**Instructions for the task**: Only the number is wanted: how many lines of these entries contain the word "Common"?

**Material supplied**:
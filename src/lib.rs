//! `regpath` computes regularization paths of penalized linear regressions and uses them to
//! pick a penalty strength and a set of influential features.
//!
//! The workflow is a sequence of small, independent steps:
//!
//! * a geometric [`PenaltyGrid`] of penalty strengths,
//! * a [`PathFitter`] fitting one model per grid value, producing a [`RegularizationPath`],
//! * the held-out regularized cost of every model with [`cost_path`],
//! * the model with the smallest cost, chosen by [`select_from_path`],
//! * the influential features of that model, ranked by an [`InfluencePolicy`],
//! * the evaluation of a downstream classifier with [`metrics::evaluate`].
//!
//! This crate only defines the procedure. The solvers live in their own crates under
//! `algorithms/` (`regpath-elasticnet` for ridge and lasso, `regpath-logistic` for the
//! downstream classifier) and plug into the path fitter through the [`traits`].
//!
//! ## Features
//!
//! * `serde`: derive `Serialize` and `Deserialize` for grids, paths and results
//! * `rayon`: fit the models of a path in parallel
//!

pub mod cost;
pub mod dataset;
pub mod error;
pub mod grid;
pub mod influence;
mod kind;
mod metrics_classification;
mod metrics_regression;
pub mod param_guard;
pub mod path;
pub mod prelude;
pub mod selection;
pub mod traits;

pub use cost::{cost, cost_path};
pub use dataset::{Dataset, DatasetBase, Float};
pub use error::{Error, Result};
pub use grid::PenaltyGrid;
pub use influence::InfluencePolicy;
pub use kind::RegressionKind;
pub use param_guard::ParamGuard;
pub use path::{PathFitter, RegularizationPath};
pub use selection::{select, select_from_path, SelectionResult};

/// Common metrics functions for classification and regression
pub mod metrics {
    pub use crate::metrics_classification::{
        evaluate, BinaryClassification, BinaryEvaluation, BinaryLabel, ConfusionMatrix,
        ReceiverOperatingCharacteristic,
    };
    pub use crate::metrics_regression::Regression;
}
//! Common metrics for performance evaluation of binary classifiers
//!
//! Scoring is essential for classification tasks. This module implements the confusion
//! matrix with its derived scores (precision, accuracy, recall, f1-score), the ROC curve and
//! the ROC Area-Under-Curve for predicted probabilities of the positive class.
use std::cmp::Ordering;
use std::fmt;

use log::debug;
use ndarray::{Array2, ArrayBase, Data, Ix1};

#[cfg(feature = "serde")]
use serde_crate::{Deserialize, Serialize};

use crate::dataset::Float;
use crate::error::{Error, Result};

/// Ground truth labels of a binary task
///
/// Only `0` and `1` (or `false` and `true`) are valid labels, everything else is rejected.
pub trait BinaryLabel: Copy {
    fn to_binary(self) -> Option<bool>;
}

impl BinaryLabel for bool {
    fn to_binary(self) -> Option<bool> {
        Some(self)
    }
}

macro_rules! impl_binary_label {
    ($($t:ty),*) => {
        $(
            impl BinaryLabel for $t {
                #[allow(clippy::float_cmp)]
                fn to_binary(self) -> Option<bool> {
                    if self == (0 as $t) {
                        Some(false)
                    } else if self == (1 as $t) {
                        Some(true)
                    } else {
                        None
                    }
                }
            }
        )*
    };
}

impl_binary_label!(u8, u32, u64, usize, i32, i64, f32, f64);

fn to_bool_labels<L: BinaryLabel, D: Data<Elem = L>>(y: &ArrayBase<D, Ix1>) -> Result<Vec<bool>> {
    y.iter()
        .enumerate()
        .map(|(idx, label)| {
            label.to_binary().ok_or_else(|| {
                Error::InvalidArgument(format!("label at index {} is neither 0 nor 1", idx))
            })
        })
        .collect()
}

/// Confusion matrix for binary evaluation
///
/// Rows correspond to the ground truth, columns to the prediction, negatives first:
///
/// ```text
/// | tn | fp |
/// | fn | tp |
/// ```
#[cfg_attr(
    feature = "serde",
    derive(Serialize, Deserialize),
    serde(crate = "serde_crate")
)]
#[derive(Clone, PartialEq)]
pub struct ConfusionMatrix {
    matrix: Array2<usize>,
}

impl ConfusionMatrix {
    fn from_predictions(ground_truth: &[bool], predicted: impl Iterator<Item = bool>) -> Self {
        let mut matrix = Array2::zeros((2, 2));
        for (truth, pred) in ground_truth.iter().zip(predicted) {
            matrix[(*truth as usize, pred as usize)] += 1;
        }

        ConfusionMatrix { matrix }
    }

    /// Counts in the layout `[[tn, fp], [fn, tp]]`
    pub fn matrix(&self) -> &Array2<usize> {
        &self.matrix
    }

    pub fn true_negatives(&self) -> usize {
        self.matrix[(0, 0)]
    }

    pub fn false_positives(&self) -> usize {
        self.matrix[(0, 1)]
    }

    pub fn false_negatives(&self) -> usize {
        self.matrix[(1, 0)]
    }

    pub fn true_positives(&self) -> usize {
        self.matrix[(1, 1)]
    }

    /// Precision is the number of true positives divided by the number of predicted positives
    pub fn precision(&self) -> f64 {
        let tp = self.true_positives() as f64;
        tp / (tp + self.false_positives() as f64)
    }

    /// Recall is the number of true positives divided by the number of ground truth positives
    pub fn recall(&self) -> f64 {
        let tp = self.true_positives() as f64;
        tp / (tp + self.false_negatives() as f64)
    }

    /// Return mean accuracy
    pub fn accuracy(&self) -> f64 {
        self.matrix.diag().sum() as f64 / self.matrix.sum() as f64
    }

    /// Return the beta score
    pub fn f_score(&self, beta: f64) -> f64 {
        let sb = beta * beta;
        let p = self.precision();
        let r = self.recall();

        (1.0 + sb) * (p * r) / (sb * p + r)
    }

    /// Return the beta=1 score
    pub fn f1_score(&self) -> f64 {
        self.f_score(1.0)
    }
}

/// Print a confusion matrix
impl fmt::Debug for ConfusionMatrix {
    fn fmt(&self, f: &mut fmt::Formatter) -> fmt::Result {
        writeln!(f, "{:-<21}", "")?;
        writeln!(f, "| {:^8} | {:^6} |", "", "pred")?;
        writeln!(f, "| {:^8} | {:>2} {:>2} |", "", 0, 1)?;
        for (label, row) in self.matrix.rows().into_iter().enumerate() {
            writeln!(f, "| truth {:>2} | {:>2} {:>2} |", label, row[0], row[1])?;
        }
        write!(f, "{:-<21}", "")
    }
}

/// Integration using the trapezoidal rule.
fn trapezoidal<A: Float>(vals: &[(A, A)]) -> A {
    let mut prev_x = vals[0].0;
    let mut prev_y = vals[0].1;
    let mut integral = A::zero();

    for (x, y) in vals.iter().skip(1) {
        integral += (*x - prev_x) * (prev_y + *y) / A::cast(2.0);
        prev_x = *x;
        prev_y = *y;
    }
    integral
}

/// Receiver operating characteristic of a scoring classifier
///
/// The curve holds `(false positive rate, true positive rate)` pairs, starting at `(0, 0)` and
/// ending at `(1, 1)`. Threshold `i` is the smallest score predicted positive at point `i`, the
/// first one is infinite.
#[cfg_attr(
    feature = "serde",
    derive(Serialize, Deserialize),
    serde(crate = "serde_crate")
)]
#[derive(Debug, Clone, PartialEq)]
pub struct ReceiverOperatingCharacteristic<A> {
    curve: Vec<(A, A)>,
    thresholds: Vec<A>,
}

impl<A: Float> ReceiverOperatingCharacteristic<A> {
    pub fn get_curve(&self) -> Vec<(A, A)> {
        self.curve.clone()
    }

    pub fn get_thresholds(&self) -> Vec<A> {
        self.thresholds.clone()
    }

    pub fn false_positive_rates(&self) -> Vec<A> {
        self.curve.iter().map(|(fpr, _)| *fpr).collect()
    }

    pub fn true_positive_rates(&self) -> Vec<A> {
        self.curve.iter().map(|(_, tpr)| *tpr).collect()
    }

    pub fn area_under_curve(&self) -> A {
        trapezoidal(&self.curve)
    }
}

/// Confusion counts, ROC curve and AUC of a probabilistic binary classifier
#[cfg_attr(
    feature = "serde",
    derive(Serialize, Deserialize),
    serde(crate = "serde_crate")
)]
#[derive(Debug, Clone, PartialEq)]
pub struct BinaryEvaluation<A> {
    pub confusion_matrix: ConfusionMatrix,
    pub roc: ReceiverOperatingCharacteristic<A>,
    pub auc: A,
}

/// Binary classification metrics for predicted probabilities of the positive class
pub trait BinaryClassification<A> {
    /// Confusion matrix of the predictions `probability >= threshold` against `y`
    fn confusion_matrix<L, D>(
        &self,
        y: &ArrayBase<D, Ix1>,
        threshold: A,
    ) -> Result<ConfusionMatrix>
    where
        L: BinaryLabel,
        D: Data<Elem = L>;

    /// The ROC curve gives insight about the separability of a binary classification task.
    /// This function returns the ROC curve and the threshold belonging to each position on
    /// the curve.
    fn roc<L, D>(&self, y: &ArrayBase<D, Ix1>) -> Result<ReceiverOperatingCharacteristic<A>>
    where
        L: BinaryLabel,
        D: Data<Elem = L>;
}

impl<A: Float, S: Data<Elem = A>> BinaryClassification<A> for ArrayBase<S, Ix1> {
    fn confusion_matrix<L, D>(
        &self,
        y: &ArrayBase<D, Ix1>,
        threshold: A,
    ) -> Result<ConfusionMatrix>
    where
        L: BinaryLabel,
        D: Data<Elem = L>,
    {
        if threshold.is_nan() || threshold < A::zero() || threshold > A::one() {
            return Err(Error::InvalidArgument(format!(
                "threshold should be in range [0, 1], but is {}",
                threshold
            )));
        }
        let ground_truth = check_inputs(self, y)?;

        Ok(ConfusionMatrix::from_predictions(
            &ground_truth,
            self.iter().map(|p| *p >= threshold),
        ))
    }

    fn roc<L, D>(&self, y: &ArrayBase<D, Ix1>) -> Result<ReceiverOperatingCharacteristic<A>>
    where
        L: BinaryLabel,
        D: Data<Elem = L>,
    {
        let ground_truth = check_inputs(self, y)?;

        let positives = ground_truth.iter().filter(|t| **t).count();
        let negatives = ground_truth.len() - positives;
        if positives == 0 || negatives == 0 {
            return Err(Error::InvalidArgument(
                "ROC curve needs both classes in the ground truth".to_string(),
            ));
        }

        let mut tuples = self
            .iter()
            .copied()
            .zip(ground_truth.iter().copied())
            .collect::<Vec<(A, bool)>>();

        // descending by score, scores are checked to be comparable
        tuples.sort_unstable_by(|a, b| b.0.partial_cmp(&a.0).unwrap_or(Ordering::Equal));

        let (max_tp, max_fp) = (A::cast(positives), A::cast(negatives));
        let (mut tp, mut fp) = (A::zero(), A::zero());
        let mut curve = vec![(A::zero(), A::zero())];
        let mut thresholds = vec![A::infinity()];

        for (idx, (score, truth)) in tuples.iter().enumerate() {
            if *truth {
                tp += A::one();
            } else {
                fp += A::one();
            }

            // close the staircase step once every sample of this score is counted
            let last_of_score = tuples
                .get(idx + 1)
                .map(|(next, _)| next != score)
                .unwrap_or(true);
            if last_of_score {
                curve.push((fp / max_fp, tp / max_tp));
                thresholds.push(*score);
            }
        }

        debug!(
            "ROC curve with {} points over {} positives and {} negatives",
            curve.len(),
            positives,
            negatives
        );

        Ok(ReceiverOperatingCharacteristic { curve, thresholds })
    }
}

fn check_inputs<A, S, L, D>(scores: &ArrayBase<S, Ix1>, y: &ArrayBase<D, Ix1>) -> Result<Vec<bool>>
where
    A: Float,
    S: Data<Elem = A>,
    L: BinaryLabel,
    D: Data<Elem = L>,
{
    if scores.len() != y.len() {
        return Err(Error::mismatch("predicted probabilities", y.len(), scores.len()));
    }
    if y.is_empty() {
        return Err(Error::EmptyInput);
    }
    if scores.iter().any(|s| s.is_nan()) {
        return Err(Error::InvalidArgument(
            "predicted probabilities contain NaN".to_string(),
        ));
    }

    to_bool_labels(y)
}

/// Evaluate predicted probabilities of the positive class against binary labels
///
/// ```rust
/// use ndarray::array;
/// use regpath::metrics::evaluate;
///
/// let eval = evaluate(&array![1, 0, 1, 0], &array![0.9, 0.1, 0.8, 0.2], 0.5)?;
/// assert_eq!(eval.confusion_matrix.false_positives(), 0);
/// assert_eq!(eval.auc, 1.0);
/// # Ok::<(), regpath::Error>(())
/// ```
///
/// # Errors
///
/// Returns `InvalidArgument` for labels outside `{0, 1}`, a threshold outside `[0, 1]` or a
/// ground truth with a single class, `DimensionMismatch` if the lengths differ and
/// `EmptyInput` for empty inputs.
pub fn evaluate<A, L, S, D>(
    y_true: &ArrayBase<D, Ix1>,
    y_pred_proba: &ArrayBase<S, Ix1>,
    threshold: A,
) -> Result<BinaryEvaluation<A>>
where
    A: Float,
    L: BinaryLabel,
    S: Data<Elem = A>,
    D: Data<Elem = L>,
{
    let confusion_matrix = y_pred_proba.confusion_matrix(y_true, threshold)?;
    let roc = y_pred_proba.roc(y_true)?;
    let auc = roc.area_under_curve();

    Ok(BinaryEvaluation {
        confusion_matrix,
        roc,
        auc,
    })
}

**Expected output**: 2